The Psychedelic Experience
- Author: Timothy Leary; Ralph Metzner; Richard Alpert;
- Language: English
- Publication date: 1964
- Publication place: United States
- Media type: Print (Hardcover & Paperback)

= The Psychedelic Experience =

Book by Timothy Leary, Ralph Metzner, and Richard Alpert

The Psychedelic Experience: A Manual Based on The Tibetan Book of the Dead (commonly referred to as The Psychedelic Experience) is a 1964 book about using psychedelic drugs that was coauthored by Timothy Leary, Ralph Metzner and Richard Alpert. All three authors had taken part in research investigating the therapeutic potential of psychedelic drugs such as LSD, psilocybin and mescaline in addition to the ability of these substances to sometimes induce religious and mystical states of consciousness. The book is described as a classic of 1960s psychedelic literature.

==Composition and publication==
The text was started as early as 1962 as part of the Zihuatanejo Project in Zihuatanejo, Mexico. It was published in August 1964.

A reading from the book was recorded by the authors on an LP under the name The Psychedelic Experience in 1966. It was reissued on CD by Folkways Records in 2003.

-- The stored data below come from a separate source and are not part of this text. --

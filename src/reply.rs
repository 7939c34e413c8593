//! Outbound MarkdownV2 messages.

use teloxide::{
    prelude::*,
    types::{MessageId, ParseMode, ReplyMarkup},
    RequestError,
};
use tracing::{error, info};

/// A message to send. The text must already be MarkdownV2-escaped.
#[derive(Clone, Debug)]
pub struct Reply {
    pub chat_id: ChatId,
    pub text: String,
    pub reply_to: Option<MessageId>,
    pub markup: Option<ReplyMarkup>,
}

impl Reply {
    pub fn new(chat_id: ChatId, text: impl Into<String>) -> Self {
        Self {
            chat_id,
            text: text.into(),
            reply_to: None,
            markup: None,
        }
    }

    pub fn to_message(msg: &Message, text: impl Into<String>) -> Self {
        Self {
            reply_to: Some(msg.id),
            ..Self::new(msg.chat.id, text)
        }
    }

    pub fn markup(mut self, markup: impl Into<ReplyMarkup>) -> Self {
        self.markup = Some(markup.into());
        self
    }

    async fn attempt(&self, bot: &Bot) -> Result<Message, RequestError> {
        let mut request = bot
            .send_message(self.chat_id, self.text.clone())
            .parse_mode(ParseMode::MarkdownV2);
        if let Some(id) = self.reply_to {
            request = request.reply_to_message_id(id).allow_sending_without_reply(true);
        }
        if let Some(markup) = &self.markup {
            request = request.reply_markup(markup.clone());
        }
        request.await
    }

    /// Sends the message. When Telegram asks to slow down, waits the
    /// requested time and tries once more. Failures are logged, not returned.
    pub async fn send(&self, bot: &Bot) -> bool {
        let result = match self.attempt(bot).await {
            Err(RequestError::RetryAfter(delay)) => {
                info!(chat_id = %self.chat_id, seconds = delay.as_secs(), "Rate limit hit, waiting");
                tokio::time::sleep(delay).await;
                self.attempt(bot).await
            }
            result => result,
        };

        match result {
            Ok(_) => true,
            Err(err @ RequestError::RetryAfter(_)) => {
                error!(%err, chat_id = %self.chat_id, "Still rate limited after waiting, dropping message");
                false
            }
            Err(err) => {
                error!(%err, chat_id = %self.chat_id, text_length = self.text.len(), "Failed to send message");
                false
            }
        }
    }
}
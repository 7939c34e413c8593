pub mod bot;
pub mod cli;
pub mod db;
pub mod engine;
pub mod entity;
pub mod logging;
pub mod mention;
mod migration;
pub mod reply;
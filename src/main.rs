use rust_mention_bot::{bot, cli, logging};
use tracing::info;

#[tokio::main]
async fn main() -> anyhow::Result<()> {
    let dotenv = dotenvy::dotenv();
    let cli = cli::parse_args();
    logging::init(&cli);

    if let Err(err) = dotenv {
        info!(%err, "No .env file loaded, using process environment only");
    }

    info!("Initializing mention bot...");
    bot::run(cli).await?;

    Ok(())
}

The book contents Timothy Leary's most comprehensive description of set and setting.

==Purpose==

The book is dedicated to Aldous Huxley, an early proponent of psychedelics, and includes a short introductory citation from The Doors of Perception, Huxley's 1954 nonfiction work on the subject.

The Tibetan Book of the Dead is a Tibetan Buddhist text that was written as a guide for navigating the process of death, the bardo and rebirth into another form. The text of The Psychedelic Experience discusses the Tibetan Book of the Dead and use the process of death and rebirth presented in it as a metaphor for the experience of ego death or depersonalization that is commonly experienced under the influence of psychedelic drugs. The psychedelic internal "journey" is thus likened to a metaphorical death-rebirth experience, with the text intended as a guide.

It therefore discusses the various phases of ego death that can occur on psychedelics and gives specific instructions on how one should regard them and act during each of these different phases. In addition to containing more general advice for the readers on how to use psychedelics, the book also includes selections of writing presented with the intent for them to be read aloud during events during which users take psychedelics collectively.

==Use in other works==
Part of this text was used by The Beatles in their 1966 song "Tomorrow Never Knows".